I sometimes wonder if people really think I give a shit about how they feel about me. I’ve grown up with the idea that I need to be considerate to other people’s feelings. Respect others right?
Here’s the thing. I’m only thirty two years old but I’m beginning to have quite a bit more confidence in myself and my credibility. I’ve only lived my life on a certain level but the more and more people try to talk down to me, the more I realize how fucking stupid they really are. I say they are stupid because the condescending attitude is a huge signal for me to start blocking out consideration.
I look up to people for reasons aside from financial wealth, social status or education level. I look up to those who fight for the good of mankind. Those who have true integrity. They could be a homeless bum, but as long as they understand their purpose in life, it doesn’t matter where they lay their head at night or how much money they have in the bank. When we take our last breaths, it truly doesn’t matter what you’ve proven to anyone else. What matters is that we leave this place giving life and energy to others. Our purpose as mankind is still quite a mystery but it sure as hell can’t have anything to do with the quantity of currency we have. It’s a vehicle for guilt and entrapment. Shit, you can’t even barter services without being liable for some sort of tax. It’s a ridiculous thing really.
What’s funny is the social respect ‘wealthy people’ inherently get when they grace others with their presence. I can’t count how many times in my life people have been in awe once they find out what someone is worth. The worst part is when these people feel some sort of entitlement because of the amount of monetary leverage they have on others.

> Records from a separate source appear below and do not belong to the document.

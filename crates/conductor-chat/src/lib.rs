//! Chat turn processor: the synchronous, per-conversation pipeline that
//! turns one user message into a classified LLM response and the
//! conversation-state effects it implies.

mod error;
mod processor;
mod prompt;
mod task_request;

pub use error::{ChatError, Result};
pub use processor::{process_chat_turn, ChatContext, ChatTurnResult};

Anyways, enough about the root of all evil.
This blog isn’t about money, or the lack thereof. I’m a smartass as much as I possibly can but when it comes to being serious about things, I don’t try and flaunt my apparent experience or credibility. I don’t demand respect. I don’t cry about it when someone snubs me because they don’t like my passive personality. I don’t need to prove anything. Sometimes I’ll lose control and ask someone, “are you fucking stupid?” but then I realize that people are soft and I should probably shut my mouth because chances are there’s plenty of things that I don’t know myself.
The military has a very basic structure of learning. They dumb everything down to absolute basic level and build on it. Thing is with the military, it is all manmade. War games at all levels are not inherited in the human condition. Therefore the learning model is quite fitting for such an institution. When it comes to social interaction however, some people ‘get it’ and others are envious. They may not even realize it. The natural reaction is to push a ‘better man’ attitude. ‘No one understands things like I do…’ Sometimes when it comes to understanding others we have to do something that few people know how to do… It’s called listening.
I’m really scattered with this one here. End state of what I was originally trying to write about… I sure as hell don’t know everything and I’m quite sure I can be challenged at a lot of things, but I’m growing to realize that I don’t have to put up with people’s shitty attitudes towards me or anyone else. Jealousy is a bitch and even though I don’t have a ton of money or nice things doesn’t mean I haven’t realized that people want something that I have.